Maplebear Inc. (NASDAQ: CART), the parent company of Instacart, reported its first-quarter 2025 earnings on May 1, 2025. The company posted a net income of $106 million, translating to earnings per share (EPS) of $0.37, down from $0.43 in the same quarter last year. This result slightly missed analysts’ expectations, which had forecasted an EPS of $0.38. Revenue for the quarter reached $897 million, showing a year-over-year increase but falling slightly below the anticipated $896.86 million.

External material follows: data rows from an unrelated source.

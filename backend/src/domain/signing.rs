//! Image reference resolution at read time.
//!
//! Persisted image blocks hold opaque storage keys. Before serialisation the
//! resolver swaps each key for a freshly minted signed URL from the storage
//! port. Only the in-memory copy is touched; the stored value is never
//! rewritten. Signing is all-or-nothing: one failure fails the whole read.

use std::sync::Arc;

use crate::domain::content::{Content, ContentKind};
use crate::domain::error::Error;
use crate::domain::ports::{ObjectStorage, ObjectStorageError};
use crate::domain::question::{Question, QuestionView};

/// Walks content lists and replaces image storage keys with signed URLs.
#[derive(Clone)]
pub struct ImageReferenceResolver {
    storage: Arc<dyn ObjectStorage>,
    container: String,
}

impl ImageReferenceResolver {
    /// Create a resolver signing against `container`.
    pub fn new(storage: Arc<dyn ObjectStorage>, container: impl Into<String>) -> Self {
        Self {
            storage,
            container: container.into(),
        }
    }

    /// Replace every image block's key with a fresh signed URL. Text blocks
    /// pass through untouched.
    pub async fn resolve_contents(&self, contents: &mut [Content]) -> Result<(), Error> {
        for content in contents {
            if content.kind != ContentKind::Image {
                continue;
            }
            content.value = self
                .storage
                .sign_for_read(&self.container, &content.value)
                .await
                .map_err(map_storage_error)?;
        }
        Ok(())
    }

    /// Resolve a whole question for the given read view.
    ///
    /// Statement contents are always resolved; choice and solution contents
    /// only under the full view, since the summary projection does not
    /// serialise them.
    pub async fn resolve_question(
        &self,
        question: &mut Question,
        view: QuestionView,
    ) -> Result<(), Error> {
        self.resolve_contents(&mut question.contents).await?;

        if view == QuestionView::Summary {
            return Ok(());
        }

        for choice in &mut question.choices {
            self.resolve_contents(&mut choice.contents).await?;
        }
        for solution in &mut question.solutions {
            self.resolve_contents(&mut solution.contents).await?;
        }
        Ok(())
    }
}

pub(crate) fn map_storage_error(error: ObjectStorageError) -> Error {
    match error {
        ObjectStorageError::NotFound { message } => Error::storage_bucket_not_found(message),
        ObjectStorageError::PermissionDenied { message } => {
            Error::storage_permission_denied(message)
        }
        ObjectStorageError::BadRequest { message } | ObjectStorageError::Backend { message } => {
            Error::storage(message)
        }
    }
}

#[cfg(test)]
mod tests {
    //! Regression coverage for this module.

    use rstest::rstest;

    use super::*;
    use crate::domain::error::ErrorCode;
    use crate::domain::ports::{MemoryObjectStorage, MockObjectStorage};

    fn text_block(value: &str) -> Content {
        Content {
            id: 1,
            kind: ContentKind::Text,
            value: value.to_owned(),
            order: 1,
            label: None,
        }
    }

    fn image_block(key: &str, order: i32) -> Content {
        Content {
            id: 2,
            kind: ContentKind::Image,
            value: key.to_owned(),
            order,
            label: None,
        }
    }

    fn resolver() -> ImageReferenceResolver {
        ImageReferenceResolver::new(Arc::new(MemoryObjectStorage::new()), "exams")
    }

    fn question_with_nested_images() -> Question {
        Question {
            id: 1,
            question_hash: "h".to_owned(),
            question_type_id: 1,
            subtopic_id: 1,
            difficulty_id: 1,
            contents: vec![image_block("stem.webp", 1)],
            choices: vec![crate::domain::question::Choice {
                id: 1,
                label: "A".to_owned(),
                is_correct: true,
                contents: vec![image_block("choice.webp", 1)],
            }],
            solutions: vec![crate::domain::question::Solution {
                id: 1,
                contents: vec![image_block("solution.webp", 1)],
            }],
            citations: Vec::new(),
            areas: Vec::new(),
        }
    }

    #[rstest]
    #[tokio::test]
    async fn text_blocks_pass_through_byte_identical() {
        let resolver = resolver();
        let mut contents = vec![text_block("2+2=?")];

        resolver
            .resolve_contents(&mut contents)
            .await
            .expect("resolution succeeds");
        resolver
            .resolve_contents(&mut contents)
            .await
            .expect("resolution succeeds");

        assert_eq!(contents.first().map(|c| c.value.as_str()), Some("2+2=?"));
    }

    #[rstest]
    #[tokio::test]
    async fn image_blocks_get_a_fresh_url_every_resolution() {
        let resolver = resolver();
        let mut first = vec![image_block("k.webp", 1)];
        let mut second = vec![image_block("k.webp", 1)];

        resolver
            .resolve_contents(&mut first)
            .await
            .expect("resolution succeeds");
        resolver
            .resolve_contents(&mut second)
            .await
            .expect("resolution succeeds");

        let first_url = first.first().map(|c| c.value.clone()).unwrap_or_default();
        let second_url = second.first().map(|c| c.value.clone()).unwrap_or_default();
        assert_ne!(first_url, "k.webp", "key must be replaced");
        assert_ne!(first_url, second_url, "URLs are never cached");
    }

    #[rstest]
    #[tokio::test]
    async fn summary_view_skips_choice_and_solution_contents() {
        let resolver = resolver();
        let mut question = question_with_nested_images();

        resolver
            .resolve_question(&mut question, QuestionView::Summary)
            .await
            .expect("resolution succeeds");

        let stem = question.contents.first().map(|c| c.value.clone());
        assert_ne!(stem.as_deref(), Some("stem.webp"), "stem is signed");
        let choice_value = question
            .choices
            .first()
            .and_then(|c| c.contents.first())
            .map(|c| c.value.clone());
        assert_eq!(
            choice_value.as_deref(),
            Some("choice.webp"),
            "summary view leaves nested keys untouched"
        );
    }

    #[rstest]
    #[tokio::test]
    async fn full_view_signs_nested_contents() {
        let resolver = resolver();
        let mut question = question_with_nested_images();

        resolver
            .resolve_question(&mut question, QuestionView::Full)
            .await
            .expect("resolution succeeds");

        let choice_value = question
            .choices
            .first()
            .and_then(|c| c.contents.first())
            .map(|c| c.value.clone());
        let solution_value = question
            .solutions
            .first()
            .and_then(|c| c.contents.first())
            .map(|c| c.value.clone());
        assert_ne!(choice_value.as_deref(), Some("choice.webp"));
        assert_ne!(solution_value.as_deref(), Some("solution.webp"));
    }

    #[rstest]
    #[tokio::test]
    async fn signing_failure_fails_the_whole_read() {
        let mut storage = MockObjectStorage::new();
        storage
            .expect_sign_for_read()
            .returning(|_, _| Err(ObjectStorageError::permission_denied("no signer key")));
        let resolver = ImageReferenceResolver::new(Arc::new(storage), "exams");

        let mut contents = vec![image_block("k.webp", 1)];
        let err = resolver
            .resolve_contents(&mut contents)
            .await
            .expect_err("must fail");
        assert_eq!(err.code(), ErrorCode::StoragePermissionDenied);
    }
}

In terms of revenue segmentation, Maplebear’s income is primarily derived from delivery fees, service fees, and retailer partnerships. While specific figures for each segment in Q1 2025 were not disclosed, historically, delivery fees have accounted for approximately 45% of total revenue, service fees around 25%, and retailer partnerships about 30%.

Looking ahead, Maplebear has provided guidance for the next quarter, projecting gross transaction value (GTV) between $9 billion and $9.5 billion, representing an 8% to 10% growth year over year. The company also anticipates adjusted EBITDA in the range of $220 million to $230 million.
Regarding stock performance, Maplebear’s shares closed at $39.80 on May 1, 2025, experiencing a slight decline of 0.23% from the previous close. In after-hours trading, the stock saw an increase, reflecting investor reactions to the earnings report.
CEO Fidji Simo highlighted the company’s focus on affordability initiatives, noting that customers saved $1.2 billion in the past year through various programs. She emphasized the company’s efforts in expanding its user base and increasing order frequency, particularly among Instacart Plus members, who remain highly engaged.